Start of Materials provided
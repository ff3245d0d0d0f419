//! Analysis Context
//!
//! Runs every pass over an `EntityGraph` in a fixed order and freezes the
//! results. Nothing is mutated after `build()` returns; consumers read
//! per-entity results through `EntityAnalysis`.
//!
//! Pass order:
//! 1. reference components (fails on identity cycles)
//! 2. flattened identities for every resource
//! 3. identity-level merge coverings, referenced entities first
//! 4. document paths, with FIP JSON locations filled in
//! 5. document-level merge coverings
//! 6. equality constraints, array uniqueness, type coercion, document paths
//!    mapping, naming collisions

use serde::Serialize;
use std::collections::HashMap;
use std::fmt;

use crate::classify::{Classifier, TypeCoercion};
use crate::collision::{detect_naming_collisions, NamingCollisions};
use crate::config::AnalysisConfig;
use crate::constraints::{
    array_uniqueness_constraints, ArrayUniquenessConstraint, EqualityConstraint, EqualityEmitter,
};
use crate::error::{AnalysisError, Result};
use crate::graph::{check_identity_acyclic, dependency_order, Diagnostics, EntityGraph, EntityId, PropertyId};
use crate::identity::{flatten_identities, ComponentBuilder, FlattenedIdentityProperty, ReferenceComponent};
use crate::merge::{MergeCovering, MergeResolution, MergeResolver};
use crate::paths::{
    build_document_paths_mapping, DocumentPath, DocumentPathsEntry, DocumentWalker, JsonPath, Naming,
    PropertyPath,
};

// =============================================================================
// Stages
// =============================================================================

/// Progress of a context through the pass pipeline
#[derive(Debug, Clone, Copy, PartialEq, Eq, PartialOrd, Ord, Hash)]
pub enum Stage {
    Loaded,
    ComponentsBuilt,
    IdentitiesFlattened,
    PathsMapped,
    MergesResolved,
    ConstraintsEmitted,
    Classified,
}

impl Stage {
    pub fn next(self) -> Option<Stage> {
        match self {
            Self::Loaded => Some(Self::ComponentsBuilt),
            Self::ComponentsBuilt => Some(Self::IdentitiesFlattened),
            Self::IdentitiesFlattened => Some(Self::PathsMapped),
            Self::PathsMapped => Some(Self::MergesResolved),
            Self::MergesResolved => Some(Self::ConstraintsEmitted),
            Self::ConstraintsEmitted => Some(Self::Classified),
            Self::Classified => None,
        }
    }

    pub fn as_str(&self) -> &'static str {
        match self {
            Self::Loaded => "loaded",
            Self::ComponentsBuilt => "components-built",
            Self::IdentitiesFlattened => "identities-flattened",
            Self::PathsMapped => "paths-mapped",
            Self::MergesResolved => "merges-resolved",
            Self::ConstraintsEmitted => "constraints-emitted",
            Self::Classified => "classified",
        }
    }
}

impl fmt::Display for Stage {
    fn fmt(&self, f: &mut fmt::Formatter<'_>) -> fmt::Result {
        f.write_str(self.as_str())
    }
}

/// Stage tracker; each pass must enter the stage right after the current one
#[derive(Debug)]
struct Pipeline {
    stage: Stage,
}

impl Pipeline {
    fn new() -> Self {
        Self { stage: Stage::Loaded }
    }

    fn enter(&mut self, requested: Stage) -> Result<()> {
        if self.stage.next() != Some(requested) {
            return Err(AnalysisError::StageOrder {
                requested: requested.to_string(),
                current: self.stage.to_string(),
            });
        }
        tracing::debug!(stage = %requested, "entering stage");
        self.stage = requested;
        Ok(())
    }
}

// =============================================================================
// Per-entity results
// =============================================================================

/// Everything derived for one resource
#[derive(Debug, Clone, Serialize)]
#[serde(rename_all = "camelCase")]
pub struct EntityAnalysis {
    pub entity: String,
    pub flattened_identity_properties: Vec<FlattenedIdentityProperty>,
    #[serde(skip)]
    pub document_paths: Vec<DocumentPath>,
    #[serde(skip)]
    pub merge_resolution: MergeResolution,
    pub merge_coverings: Vec<MergeCovering>,
    pub equality_constraints: Vec<EqualityConstraint>,
    pub array_uniqueness_constraints: Vec<ArrayUniquenessConstraint>,
    #[serde(flatten)]
    pub type_coercion: TypeCoercion,
    pub document_paths_mapping: Vec<DocumentPathsEntry>,
}

impl EntityAnalysis {
    /// JSON location of a property path, if it is present in the document
    pub fn json_path_of(&self, path: &PropertyPath) -> Option<&JsonPath> {
        self.document_paths
            .iter()
            .find(|p| p.property_path == *path && p.is_present())
            .map(|p| &p.json_path)
    }
}

// =============================================================================
// AnalysisContext
// =============================================================================

/// Immutable analysis context, frozen after `build()`
pub struct AnalysisContext {
    graph: EntityGraph,
    components: HashMap<PropertyId, ReferenceComponent>,
    analyses: Vec<EntityAnalysis>,
    index: HashMap<String, usize>,
    collisions: NamingCollisions,
    diagnostics: Diagnostics,
    stage: Stage,
}

impl AnalysisContext {
    /// Run every pass over `graph`.
    ///
    /// Structural failures (identity cycles, unknown entities) are errors;
    /// directive problems and collisions land in `diagnostics()`.
    pub fn build(graph: EntityGraph, config: &AnalysisConfig) -> Result<Self> {
        let mut pipeline = Pipeline::new();
        let mut diagnostics = Diagnostics::new();
        let naming = Naming::new(config.naming.clone());
        let resources: Vec<EntityId> = graph.resources().map(|e| e.id).collect();

        // Phase 1: Reference components
        pipeline.enter(Stage::ComponentsBuilt)?;
        check_identity_acyclic(&graph)?;
        let mut builder = ComponentBuilder::new(&graph);
        let components = builder.build_all()?;

        // Phase 2: Flattened identities, then identity-level coverings
        pipeline.enter(Stage::IdentitiesFlattened)?;
        let mut fips: HashMap<EntityId, Vec<FlattenedIdentityProperty>> = HashMap::new();
        for id in &resources {
            fips.insert(*id, flatten_identities(&graph, *id, &mut builder)?);
        }
        for id in dependency_order(&graph)? {
            if fips.contains_key(&id) {
                resolve_identity_merges(&graph, id, &mut fips);
            }
        }

        // Phase 3: Document paths
        pipeline.enter(Stage::PathsMapped)?;
        let mut documents: HashMap<EntityId, Vec<DocumentPath>> = HashMap::new();
        {
            let walker = DocumentWalker::new(&graph, &naming, &fips);
            for id in &resources {
                documents.insert(*id, walker.walk(*id)?);
            }
        }
        for id in &resources {
            if let (Some(list), Some(paths)) = (fips.get_mut(id), documents.get(id)) {
                assign_fip_json_paths(list, paths);
            }
        }

        // Phase 4: Document-level coverings
        pipeline.enter(Stage::MergesResolved)?;
        let mut resolutions: HashMap<EntityId, MergeResolution> = HashMap::new();
        for id in &resources {
            let entity = graph.entity(*id);
            let paths = documents.get(id).map(Vec::as_slice).unwrap_or_default();
            let candidates: Vec<PropertyPath> = paths.iter().map(|p| p.property_path.clone()).collect();
            let inherited: HashMap<PropertyPath, PropertyPath> = paths
                .iter()
                .filter_map(|p| p.merged_away.clone().map(|c| (p.property_path.clone(), c)))
                .collect();
            let directives = graph.merge_directives(*id);
            let resolution = MergeResolver::new(&entity.name, &directives)
                .with_unmatched_level(config.diagnostics.unmatched_directive)
                .resolve(&candidates, &inherited, &mut diagnostics);
            resolutions.insert(*id, resolution);
        }

        // Phase 5: Constraints
        pipeline.enter(Stage::ConstraintsEmitted)?;
        let mut analyses = Vec::with_capacity(resources.len());
        for id in &resources {
            let entity = graph.entity(*id);
            let paths = documents.remove(id).unwrap_or_default();
            let resolution = resolutions.remove(id).unwrap_or_default();
            let equality_constraints = EqualityEmitter::new(&entity.name, config.diagnostics.column_conflict)
                .emit(&paths, &resolution, &mut diagnostics);
            let uniqueness = array_uniqueness_constraints(&paths);

            analyses.push(EntityAnalysis {
                entity: entity.name.clone(),
                flattened_identity_properties: fips.get(id).cloned().unwrap_or_default(),
                merge_coverings: resolution.coverings().to_vec(),
                merge_resolution: resolution,
                equality_constraints,
                array_uniqueness_constraints: uniqueness,
                type_coercion: TypeCoercion::default(),
                document_paths_mapping: Vec::new(),
                document_paths: paths,
            });
        }

        // Phase 6: Classification and mapping
        pipeline.enter(Stage::Classified)?;
        let classifier = Classifier::new(&graph);
        for analysis in &mut analyses {
            analysis.type_coercion = classifier.classify_all(&analysis.document_paths);
            analysis.document_paths_mapping = build_document_paths_mapping(&graph, &analysis.document_paths, &fips);
        }
        let collisions =
            detect_naming_collisions(&graph, &naming, config.diagnostics.naming_collision, &mut diagnostics);

        let index = analyses
            .iter()
            .enumerate()
            .map(|(i, a)| (a.entity.clone(), i))
            .collect();

        tracing::info!(
            entities = graph.entity_count(),
            resources = analyses.len(),
            errors = diagnostics.error_count(),
            warnings = diagnostics.warning_count(),
            bundle = %graph.bundle_hash,
            "analysis complete"
        );

        Ok(Self {
            graph,
            components,
            analyses,
            index,
            collisions,
            diagnostics,
            stage: pipeline.stage,
        })
    }

    pub fn graph(&self) -> &EntityGraph {
        &self.graph
    }

    pub fn components(&self) -> &HashMap<PropertyId, ReferenceComponent> {
        &self.components
    }

    pub fn analysis(&self, entity: &str) -> Option<&EntityAnalysis> {
        self.index.get(entity).map(|i| &self.analyses[*i])
    }

    /// Per-resource results, in declaration order
    pub fn analyses(&self) -> &[EntityAnalysis] {
        &self.analyses
    }

    pub fn collisions(&self) -> &NamingCollisions {
        &self.collisions
    }

    pub fn diagnostics(&self) -> &Diagnostics {
        &self.diagnostics
    }

    pub fn stage(&self) -> Stage {
        self.stage
    }

    pub fn bundle_hash(&self) -> &str {
        &self.graph.bundle_hash
    }
}

// =============================================================================
// Helpers
// =============================================================================

/// Identity-level coverings of one entity, seeded from its references' own
fn resolve_identity_merges(
    graph: &EntityGraph,
    id: EntityId,
    fips: &mut HashMap<EntityId, Vec<FlattenedIdentityProperty>>,
) {
    let Some(own) = fips.get(&id) else {
        return;
    };
    let candidates: Vec<PropertyPath> = own.iter().map(|f| f.path.clone()).collect();

    let mut inherited: HashMap<PropertyPath, PropertyPath> = HashMap::new();
    for fip in own {
        let Some(hop) = fip.first_reference_hop(graph) else {
            continue;
        };
        let Some(target) = graph.property(fip.chain[hop]).kind.target() else {
            continue;
        };
        let prefix = fip.path.truncate(hop + 1);
        let Some(rest) = fip.path.strip_prefix(&prefix) else {
            continue;
        };
        let covering = fips
            .get(&target)
            .and_then(|list| list.iter().find(|f| f.path == rest))
            .and_then(|f| f.merge_covered_by.as_ref());
        if let Some(covering) = covering {
            inherited.insert(fip.path.clone(), prefix.join(covering));
        }
    }

    // Directive problems are reported once, by the document-level pass
    let entity = graph.entity(id);
    let directives = graph.merge_directives(id);
    let resolution = MergeResolver::new(&entity.name, &directives)
        .with_unmatched_level(crate::config::DiagnosticLevel::Allow)
        .resolve(&candidates, &inherited, &mut Diagnostics::silent());

    if let Some(list) = fips.get_mut(&id) {
        for fip in list.iter_mut() {
            fip.merge_covered_by = resolution.covering_of(&fip.path).cloned();
        }
    }
}

/// Fill in each FIP's document location, following its covering when merged away
fn assign_fip_json_paths(fips: &mut [FlattenedIdentityProperty], paths: &[DocumentPath]) {
    let by_path: HashMap<&PropertyPath, &DocumentPath> = paths.iter().map(|p| (&p.property_path, p)).collect();
    for fip in fips {
        let Some(path) = by_path.get(&fip.path) else {
            continue;
        };
        let located = match &path.merged_away {
            None => Some(&path.json_path),
            Some(covering) => by_path.get(covering).map(|c| &c.json_path),
        };
        fip.json_path = located.cloned();
    }
}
End of Materials provided
▶ _Work instructions_
All lines starting at the one holding "let located = match" and ending at the last line above must be output exactly, and no other line may appear.

▶ _Task output_
        let located = match &path.merged_away {
            None => Some(&path.json_path),
            Some(covering) => by_path.get(covering).map(|c| &c.json_path),
        };
        fip.json_path = located.cloned();
    }
}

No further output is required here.